Pero fue una semana, solo una, en que todo cambió.

Pasamos de hablar todos los días a hacerlo sólo unos pocos. De conversar como los mejores amigos a solo como conocidos. O al menos así lo sentía yo ¿Dónde estaba la confianza que siempre tuvimos?

Veía como se alejaba. Lo abstraído y preocupado de su comportamiento. El dolor en sus ojos, en sus gestos, en sus palabras.

En definitiva, no podía tapar el sol con un dedo. No estábamos bien. No sabía lo que era, pero ahí estaba. Él no estaba bien. En mi interior sentía que había algo que escondía. El hecho de no saber que era, el que no se comunicara conmigo y el no saber como ayudarlo, dolía. De sus labios no salía palabra alguna al respecto. Y me preocupaba… demasiado. Pero no podía hacer nada mientras él no lo hiciera primero. Si querías saber que podía estar afectándolo tenías que esperar a que viniera a ti y lo dijera. No era la clase de persona que funcionara bajo presión.

Hasta que un día, finalmente fue él quien le dio fin a todo…

And no, oh, how could you do it?
Oh I, I never saw it coming.

(Y no, oh, ¿cómo pudiste?

Oh yo, yo no lo vi venir)

El sonido de la puerta al azotarse me hizo saltar en mi lugar y de paso, interrumpir mis cavilaciones. Edward entró a la habitación con la cabeza gacha y a paso lento, señal de que algo había ocurrido. Se quitó el bolso, arrojándolo al suelo, y alzó su rostro hasta fijar su mirada con la mía. Sus ojos tenían una intensidad que abrasaba, una nueva y con un toque de turbación. Sin haberse quitado la ropa húmeda por la lluvia del exterior, se acercó con decisión y tomando mi rostro besó mis labios con fuerza. Sus ojos estaban cerrados, sus parpados apretados casi con furia. Me pilló totalmente desprevenida y sólo pude posar mis manos sobre sus hombros para afirmarme, ya que el choque de nuestros cuerpos me hizo perder el equilibrio.
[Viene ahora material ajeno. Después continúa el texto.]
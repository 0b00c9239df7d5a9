use super::http::{elapsed_ms, read_limited, transport_error, HttpRequestExecutor};
use super::request::prepare;
use crate::evaluator::{
    classify_failure, describe_condition_failure, describe_http_error, evaluate, strip_bom,
    ConditionDetail, ErrorType,
};
use crate::variables::TaskVariant;
use serde::Serialize;
use std::collections::BTreeMap;
use std::time::Instant;

/// Header names containing any of these are masked in probe output.
const SENSITIVE_HEADER_MARKERS: [&str; 3] = ["cookie", "authorization", "token"];

/// Outcome of a single diagnostic request.
#[derive(Debug, Clone, Default, Serialize)]
#[serde(rename_all = "camelCase")]
pub struct ProbeResult {
    pub success: bool,
    pub status_code: u16,
    pub status_text: String,
    /// Milliseconds.
    pub response_time: u64,
    pub request_headers: BTreeMap<String, String>,
    pub response_headers: BTreeMap<String, String>,
    pub response_body: String,
    pub error: String,
    pub request_url: String,
    pub request_method: String,
    pub request_body_size: usize,
    pub sensitive_headers: Vec<String>,
    pub success_condition_details: Option<ConditionDetail>,
}

impl HttpRequestExecutor {
    /// Sends one request without following redirects and reports everything
    /// about it, masking credentials in the echoed request headers.
    pub async fn probe(&self, variant: &TaskVariant) -> ProbeResult {
        let mut result = ProbeResult {
            request_url: variant.url.clone(),
            request_method: variant.method.clone(),
            request_body_size: variant.body.len(),
            ..Default::default()
        };

        let start = Instant::now();
        let prepared = match prepare(&self.probe_client, variant) {
            Ok(prepared) => prepared,
            Err(message) => {
                result.error = format!("Could not build the request: {}", message);
                return result;
            }
        };
        result.request_method = prepared.method.to_string();
        result.sensitive_headers = prepared
            .headers
            .keys()
            .filter(|k| is_sensitive_header(k))
            .cloned()
            .collect();
        result.request_headers = prepared
            .headers
            .iter()
            .map(|(k, v)| (k.clone(), mask_header_value(k, v)))
            .collect();

        let response = match prepared.builder.send().await {
            Ok(response) => response,
            Err(e) => {
                result.response_time = elapsed_ms(start);
                result.error = transport_error(&e, self.settings.request_timeout);
                return result;
            }
        };

        let status = response.status();
        result.status_code = status.as_u16();
        result.status_text = status.to_string();
        result.response_headers = response
            .headers()
            .keys()
            .filter_map(|name| {
                let first = response.headers().get(name)?;
                Some((
                    name.as_str().to_string(),
                    String::from_utf8_lossy(first.as_bytes()).into_owned(),
                ))
            })
            .collect();

        let body = match read_limited(response, self.settings.probe_max_body_bytes).await {
            Ok(bytes) => String::from_utf8_lossy(strip_bom(&bytes)).into_owned(),
            Err(e) => {
                result.response_time = elapsed_ms(start);
                result.error = format!("failed to read response body: {}", e);
                return result;
            }
        };
        result.response_time = elapsed_ms(start);

        let evaluation = evaluate(&variant.success_condition, result.status_code, &body);
        result.success = evaluation.verdict;
        match classify_failure(&evaluation) {
            None => {}
            Some(ErrorType::Http) => {
                result.error = format!(
                    "HTTP {}\n{}",
                    result.status_code,
                    describe_http_error(result.status_code)
                )
            }
            Some(_) => {
                result.error = format!(
                    "success condition not met\n{}",
                    describe_condition_failure(&evaluation.detail)
                )
            }
        }
        result.success_condition_details = Some(evaluation.detail);
        result.response_body = truncate_body(&body, self.settings.probe_body_chars);
        result
    }
}

pub fn is_sensitive_header(name: &str) -> bool {
    let lower = name.to_ascii_lowercase();
    SENSITIVE_HEADER_MARKERS.iter().any(|m| lower.contains(m))
}

/// Values over 20 characters keep their first 10 and last 7 characters.
pub fn mask_header_value(name: &str, value: &str) -> String {
    if !is_sensitive_header(name) {
        return value.to_string();
    }
    let chars: Vec<char> = value.chars().collect();
    if chars.len() > 20 {
        let head: String = chars[..10].iter().collect();
        let tail: String = chars[chars.len() - 7..].iter().collect();
        format!("{}***{}", head, tail)
    } else {
        "***".to_string()
    }
}

fn truncate_body(body: &str, max_chars: usize) -> String {
    let total = body.chars().count();
    if total <= max_chars {
        return body.to_string();
    }
    let kept: String = body.chars().take(max_chars).collect();
    format!(
        "{}\n\n... (content too long, truncated, total length: {} characters)",
        kept, total
    )
}
#[cfg(test)]
mod tests {
    use super::*;
    use std::fs;
    use strum::IntoEnumIterator;

    fn features(src: &str) -> codegen::Result<FutureFeatures> {
        parse_future_features(&parser::parse(src).unwrap())
    }

    #[test]
    fn future_features_at_top() {
        let f = features("'''doc'''\nfrom __future__ import division, absolute_import\nx = 1\n")
            .unwrap();
        assert!(f.division && f.absolute_import && !f.print_function);
        for feature in FutureFeature::iter() {
            let name: &'static str = feature.into();
            assert!(features(&format!("from __future__ import {name}\n")).is_ok());
        }
    }

    #[test]
    fn misplaced_or_unknown_future_features() {
        let e = features("x = 1\nfrom __future__ import division\n").unwrap_err();
        assert_eq!(e.to_string(), "from __future__ imports must occur at the beginning of the file");
        let e = features("from __future__ import braces\n").unwrap_err();
        assert_eq!(e.to_string(), "future feature braces is not defined");
    }

    #[test]
    fn package_names() {
        assert_eq!(package_name("a.b.c"), "__python__/a/b/c");
        assert_eq!(package_name("__go__/fmt"), "__python__/__go__/fmt");
        assert_eq!("a.b.c".parent_packages(), ["a.b", "a"]);
        assert_eq!("a.b.c".name_chain(), ["a", "a.b", "a.b.c"]);
        assert!("a".parent_packages().is_empty());
    }

    /// root/pkg/{__init__,main,util}.py, root/top.py, search/src/__python__/sys
    fn layout() -> (tempfile::TempDir, SearchPath) {
        let dir = tempfile::tempdir().unwrap();
        let root = dir.path().join("root");
        fs::create_dir_all(root.join("pkg")).unwrap();
        for f in ["pkg/__init__.py", "pkg/main.py", "pkg/util.py", "top.py"] {
            fs::write(root.join(f), "").unwrap();
        }
        let search = dir.path().join("search");
        fs::create_dir_all(search.join("src/__python__/sys")).unwrap();
        (dir, SearchPath::new([search]))
    }

    #[test]
    fn resolves_sources_and_natives() {
        let (dir, path) = layout();
        let script = dir.path().join("root/pkg/main.py");
        let mut importer = Importer::new(&path, "pkg.main", &script, true);
        let util = importer.resolve("pkg.util").unwrap();
        assert_eq!(util.script(), Some(dir.path().join("root/pkg/util.py").as_path()));
        assert!(importer.resolve("sys").unwrap().is_native());
        assert_eq!(importer.resolve("__go__.fmt").unwrap().name, "__go__/fmt");
        assert_eq!(importer.resolve("nope").unwrap_err(), "no module named 'nope'");
        assert!(importer.resolve("util").is_err());
        assert_eq!(importer.records().len(), 3);
    }

    #[test]
    fn implicit_relative_only_without_absolute_import() {
        let (dir, path) = layout();
        let script = dir.path().join("root/pkg/main.py");
        let mut importer = Importer::new(&path, "pkg.main", &script, false);
        let record = importer.resolve("util").unwrap();
        assert_eq!(record.name, "pkg.util");
        assert!(record.relative);
    }

    #[test]
    fn explicit_relative_imports() {
        let (dir, path) = layout();
        let script = dir.path().join("root/pkg/main.py");
        let mut importer = Importer::new(&path, "pkg.main", &script, true);
        let names = ImportNames::List(vec![
            Alias { name: "util", asname: None },
            Alias { name: "helper", asname: Some("h") },
        ]);
        let imports = importer.import_from(None, 1, &names).unwrap();
        assert_eq!(imports[0].name, "pkg");
        assert_eq!(
            imports[0].bindings,
            [ImportBinding::Member { name: "h".to_string(), attr: "helper".to_string() }]
        );
        assert_eq!(imports[1].name, "pkg.util");
        assert_eq!(
            imports[1].bindings,
            [ImportBinding::Module { name: "util".to_string(), index: 1 }]
        );
        assert_eq!(
            importer.import_from(None, 2, &names).unwrap_err(),
            "attempted relative import beyond top-level package"
        );
    }

    #[test]
    fn import_binds_first_component() {
        let (dir, path) = layout();
        let script = dir.path().join("root/top.py");
        let mut importer = Importer::new(&path, "top", &script, false);
        let import = importer.import(&Alias { name: "pkg.util", asname: None }).unwrap();
        assert_eq!(import.name, "pkg.util");
        assert_eq!(import.bindings, [ImportBinding::Module { name: "pkg".to_string(), index: 0 }]);
        let import = importer.import(&Alias { name: "pkg.util", asname: Some("u") }).unwrap();
        assert_eq!(import.bindings, [ImportBinding::Module { name: "u".to_string(), index: 1 }]);
    }

    #[test]
    fn native_packages_need_from_import() {
        let (dir, path) = layout();
        let script = dir.path().join("root/top.py");
        let mut importer = Importer::new(&path, "top", &script, false);
        let e = importer.import(&Alias { name: "__go__.fmt", asname: None }).unwrap_err();
        assert_eq!(e, "for native imports use \"from __go__.xyz import ...\" syntax");
        let names = ImportNames::List(vec![Alias { name: "Println", asname: None }]);
        let imports = importer.import_from(Some("__go__.fmt"), 0, &names).unwrap();
        assert_eq!(imports[0].name, "__go__/fmt");
        assert_eq!(
            imports[0].bindings,
            [ImportBinding::Member { name: "Println".to_string(), attr: "Println".to_string() }]
        );
    }
}
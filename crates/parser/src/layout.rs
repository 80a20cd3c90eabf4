use std::ops::Range;

/// One logical line: physical lines joined by open brackets, backslash
/// continuations or triple-quoted strings.
#[derive(Debug, Clone, Copy, PartialEq, Eq)]
pub(crate) struct LogicalLine<'a> {
    pub indent: usize,
    pub offset: usize,
    pub text: &'a str,
}

const TAB_SIZE: usize = 8;

pub(crate) fn logical_lines(src: &str) -> Result<Vec<LogicalLine<'_>>, (Range<usize>, String)> {
    let bytes = src.as_bytes();
    let mut lines = Vec::new();
    let mut i = 0;
    while i < bytes.len() {
        let mut indent = 0;
        while i < bytes.len() {
            match bytes[i] {
                b' ' => indent += 1,
                b'\t' => indent = (indent / TAB_SIZE + 1) * TAB_SIZE,
                b'\x0c' => indent = 0,
                _ => break,
            }
            i += 1;
        }
        match bytes.get(i) {
            None => break,
            Some(b'\n') | Some(b'\r') => {
                i += 1;
                continue;
            }
            Some(b'#') => {
                while i < bytes.len() && bytes[i] != b'\n' {
                    i += 1;
                }
                continue;
            }
            Some(_) => (),
        }
        let start = i;
        let mut depth = 0usize;
        while i < bytes.len() {
            match bytes[i] {
                b'\n' if depth == 0 => break,
                b'(' | b'[' | b'{' => depth += 1,
                b')' | b']' | b'}' => depth = depth.saturating_sub(1),
                b'\\' => i += 1,
                b'#' => {
                    while i + 1 < bytes.len() && bytes[i + 1] != b'\n' {
                        i += 1;
                    }
                }
                q @ (b'\'' | b'"') => i = skip_string(bytes, i, q)?,
                _ => (),
            }
            i += 1;
        }
        let end = i.min(bytes.len());
        lines.push(LogicalLine {
            indent,
            offset: start,
            text: src[start..end].trim_end(),
        });
        i = end + 1;
    }
    Ok(lines)
}

/// Returns the index of the closing quote of the string starting at `start`.
fn skip_string(bytes: &[u8], start: usize, q: u8) -> Result<usize, (Range<usize>, String)> {
    let triple = bytes.get(start + 1) == Some(&q) && bytes.get(start + 2) == Some(&q);
    let mut i = if triple { start + 3 } else { start + 1 };
    while i < bytes.len() {
        match bytes[i] {
            b'\\' => i += 1,
            b'\n' if !triple => break,
            c if c == q => {
                if !triple {
                    return Ok(i);
                }
                if bytes.get(i + 1) == Some(&q) && bytes.get(i + 2) == Some(&q) {
                    return Ok(i + 2);
                }
            }
            _ => (),
        }
        i += 1;
    }
    Err((
        start..i.min(bytes.len()),
        if triple {
            "unterminated triple-quoted string literal".to_string()
        } else {
            "unterminated string literal".to_string()
        },
    ))
}

#[cfg(test)]
mod tests {
    use super::logical_lines;

    #[test]
    fn joins_bracketed_lines() {
        let src = "x = [1,\n     2]\nif x:\n    pass\n";
        let lines = logical_lines(src).unwrap();
        assert_eq!(lines.len(), 3);
        assert_eq!(lines[0].text, "x = [1,\n     2]");
        assert_eq!(lines[2].indent, 4);
        assert_eq!(lines[2].text, "pass");
    }

    #[test]
    fn skips_comments_and_blank_lines() {
        let src = "# header\n\n   \nx = 1  # trailing\n";
        let lines = logical_lines(src).unwrap();
        assert_eq!(lines.len(), 1);
        assert_eq!(lines[0].text, "x = 1  # trailing");
        assert_eq!(lines[0].offset, 14);
    }

    #[test]
    fn triple_quoted_strings_span_lines() {
        let src = "s = '''a\n(b\n'''\ny = 2\n";
        let lines = logical_lines(src).unwrap();
        assert_eq!(lines.len(), 2);
        assert_eq!(lines[1].text, "y = 2");
    }

    #[test]
    fn backslash_continuation() {
        let lines = logical_lines("x = 1 + \\\n    2\n").unwrap();
        assert_eq!(lines.len(), 1);
    }

    #[test]
    fn unterminated_string() {
        assert!(logical_lines("x = 'abc\n").is_err());
    }
}
#[cfg(test)]
mod tests {
    use crate::testing::{lower, lower_err, try_lower};

    /// Trimmed line following the first line that trims to `line`.
    fn line_after<'c>(code: &'c str, line: &str) -> &'c str {
        let mut lines = code.lines().map(str::trim);
        lines.find(|l| *l == line).unwrap();
        lines.next().unwrap()
    }

    fn caught(code: &str) -> Vec<&str> {
        code.lines()
            .filter_map(|l| l.trim().strip_prefix("πF.SetExc("))
            .map(|rest| rest.trim_end_matches(')'))
            .collect()
    }

    #[test]
    fn while_else_uses_sentinel() {
        let code = lower("while x:\n    break\nelse:\n    y = 1\n");
        assert!(code.contains("πLoop1:\nfor {"));
        assert!(code.contains("= true"));
        assert!(code.contains("= false\n\tbreak πLoop1"));
        assert!(code.contains("break πLoop1"));
    }

    #[test]
    fn for_loop_stops_on_stop_iteration() {
        let code = lower("for a, b in pairs:\n    continue\n");
        assert!(code.contains("πg.Iter(πF, πTemp001)"));
        assert!(code.contains("πg.Next(πF, πTemp002)"));
        assert!(code.contains("if πE.IsInstance(πg.StopIterationType) {"));
        assert!(code.contains("πg.Unpack(πF, πTemp003, 2)"));
        assert!(code.contains("continue πLoop1"));
    }

    #[test]
    fn try_except_matches_handlers_in_order() {
        let code = lower("try:\n    f()\nexcept ValueError as e:\n    g(e)\nexcept:\n    pass\n");
        assert!(code.contains("πTry1:\nfor range [1]int{} {"));
        assert!(code.contains("\tbreak πTry1\n"));
        assert!(code.contains("πF.SetExc("));
        assert!(code.contains("πg.IsInstance(πF, πTemp"));
        assert!(code.contains("πF.Globals().SetItem(πF, ße.ToObject(), πTemp"));
    }

    #[test]
    fn try_else_runs_only_without_error() {
        let code = lower("try:\n    f()\nexcept ValueError:\n    g()\nelse:\n    h()\n");
        let (caught_branch, else_branch) = code.rsplit_once("\n} else {\n").unwrap();
        let caught_branch = &caught_branch[caught_branch.find("\nif πE != nil {\n").unwrap()..];
        assert!(caught_branch.contains("πE = nil\n"));
        assert!(caught_branch.contains("ßg"));
        assert!(!caught_branch.contains("ßh"));
        assert!(else_branch.contains("πg.ResolveGlobal(πF, ßh)"));
        assert!(!else_branch.contains("ßg"));
        assert!(code.ends_with("}\n"));
    }

    #[test]
    fn unmatched_handlers_propagate_outward() {
        let src = "def f():\n    try:\n        try:\n            g()\n        except KeyError:\n            pass\n    except ValueError:\n        pass\n";
        let code = lower(src);
        let excs = caught(&code);
        assert_eq!(excs.len(), 2);
        assert_eq!(line_after(&code, &format!("πE = {}", excs[0])), "break πTry1");
        assert_eq!(line_after(&code, &format!("πE = {}", excs[1])), "return nil, πE");
        assert_eq!(code.matches("πF.RestoreExc(nil, nil)").count(), 2);
    }

    #[test]
    fn handlers_clear_the_current_exception() {
        let code = lower("try:\n    f()\nexcept:\n    g()\n");
        let exc = caught(&code)[0];
        let set = code.find(&format!("πF.SetExc({exc})")).unwrap();
        let call = code.find("πg.ResolveGlobal(πF, ßg)").unwrap();
        let restore = code.find("πF.RestoreExc(nil, nil)").unwrap();
        assert!(set < call && call < restore);
    }

    #[test]
    fn jump_replayed_outside_loop_keeps_its_location() {
        let src = "x = 1\ntry:\n    break\nfinally:\n    pass\n";
        let e = try_lower(src).unwrap_err();
        assert_eq!(e.to_string(), "'break' outside loop");
        assert_eq!(e.span().start, src.find("break").unwrap());
    }

    #[test]
    fn return_through_finally() {
        let code = lower("def f():\n    try:\n        return 1\n    finally:\n        g()\n");
        assert!(code.contains("πR = πg.NewInt(1).ToObject()"));
        assert!(code.contains("break πFin1"));
        assert!(code.contains("return πR, nil"));
    }

    #[test]
    fn break_through_finally_is_replayed() {
        let code = lower("for x in y:\n    try:\n        break\n    finally:\n        pass\n");
        assert!(code.contains(" = 2\n"));
        assert!(code.contains(" == 2 {"));
        assert!(code.contains("break πLoop1"));
    }

    #[test]
    fn with_statement_protocol() {
        let code = lower("with open(p) as f:\n    pass\n");
        assert!(code.contains("πg.GetAttr(πF, πTemp"));
        assert!(code.contains("ß__enter__"));
        assert!(code.contains("ß__exit__"));
        assert!(code.contains("[]*πg.Object{πg.None, πg.None, πg.None}"));
        assert!(code.contains(".Type().ToObject()"));
    }

    #[test]
    fn raise_and_assert() {
        let code = lower("assert x, 'm'\nraise ValueError from None\n");
        assert!(code.contains("πg.AssertionErrorType.ToObject().Call(πF, []*πg.Object{ßm.ToObject()}, nil)"));
        assert!(code.contains("πF.Raise(πTemp"));
        assert!(code.contains(", πg.None)"));
    }

    #[test]
    fn imports_bind_modules_and_members() {
        let code = lower("from __future__ import division\nimport a.b\nfrom c import d as e\n");
        assert!(!code.contains("__future__"));
        assert!(code.contains("πg.ImportModule(πF, \"a.b\")"));
        assert!(code.contains("πF.Globals().SetItem(πF, ßa.ToObject(), πTemp001[0])"));
        assert!(code.contains("πg.GetAttr(πF, πTemp002[0], ßd, nil)"));
        assert!(code.contains("ße.ToObject()"));
        assert!(lower("from m import *\n").contains("πg.LoadMembers(πF, πTemp001[0])"));
    }

    #[test]
    fn global_and_nonlocal_stores() {
        let code = lower("def f():\n    global x\n    x = 1\n");
        assert!(code.contains("πF.Globals().SetItem(πF, ßx.ToObject(), πg.NewInt(1).ToObject())"));
        let code = lower("def f():\n    x = 1\n    def g():\n        nonlocal x\n        x = 2\n");
        assert!(code.contains("µx = πg.NewInt(2).ToObject()"));
        assert_eq!(code.matches("var µx ").count(), 1);
    }

    #[test]
    fn decorated_function() {
        let code = lower("@d\ndef f(a, b=1, *c, **k):\n    pass\n");
        assert!(code.contains(
            "πg.NewCode(\"f\", \"test.py\", []πg.Param{{\"a\", nil}, {\"b\", πg.NewInt(1).ToObject()}}, \
             πg.CodeFlagVarArg | πg.CodeFlagKWArg, func(πF *πg.Frame, πArgs []*πg.Object)"
        ));
        assert!(code.contains("var µk *πg.Object = πArgs[3]"));
        assert!(code.contains(".Call(πF, []*πg.Object{πTemp002}, nil)"));
        assert!(code.contains("πF.Globals().SetItem(πF, ßf.ToObject(), πTemp003)"));
    }

    #[test]
    fn rejected_statements() {
        assert_eq!(lower_err("return 1\n"), "'return' outside function");
        assert_eq!(lower_err("break\n"), "'break' outside loop");
        assert_eq!(lower_err("while x:\n    def f():\n        continue\n"), "'continue' outside loop");
        assert_eq!(
            lower_err("def f():\n    from m import *\n"),
            "import * only allowed at module level"
        );
        assert_eq!(
            lower_err("def f(*, a):\n    pass\n"),
            "keyword-only parameters is not supported"
        );
        assert_eq!(
            lower_err("class C(metaclass=M):\n    pass\n"),
            "keyword arguments in class bases is not supported"
        );
        assert_eq!(lower_err("from . import x\n"), "relative import outside of a package");
    }
}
Parecía como si quisiera fundirnos con esa sola acción. Le devolví el beso, con todo el placer que era siempre besar a este hombre. Pero también con la alarma sonando en mi cabeza. ¿Qué había pasado?

— Edward… – alcancé a decir entre un beso y el otro. Un jadeo salió de sus labios y su asalto bajó en intensidad. El frenético beso ahora era sólo un roce suave, con su aliento colándose por mi boca y nariz. Con sus ojos aún cerrados, juntó su frente con la mía. El agarre de sus manos en mi rostro se relajó, pero no cesó.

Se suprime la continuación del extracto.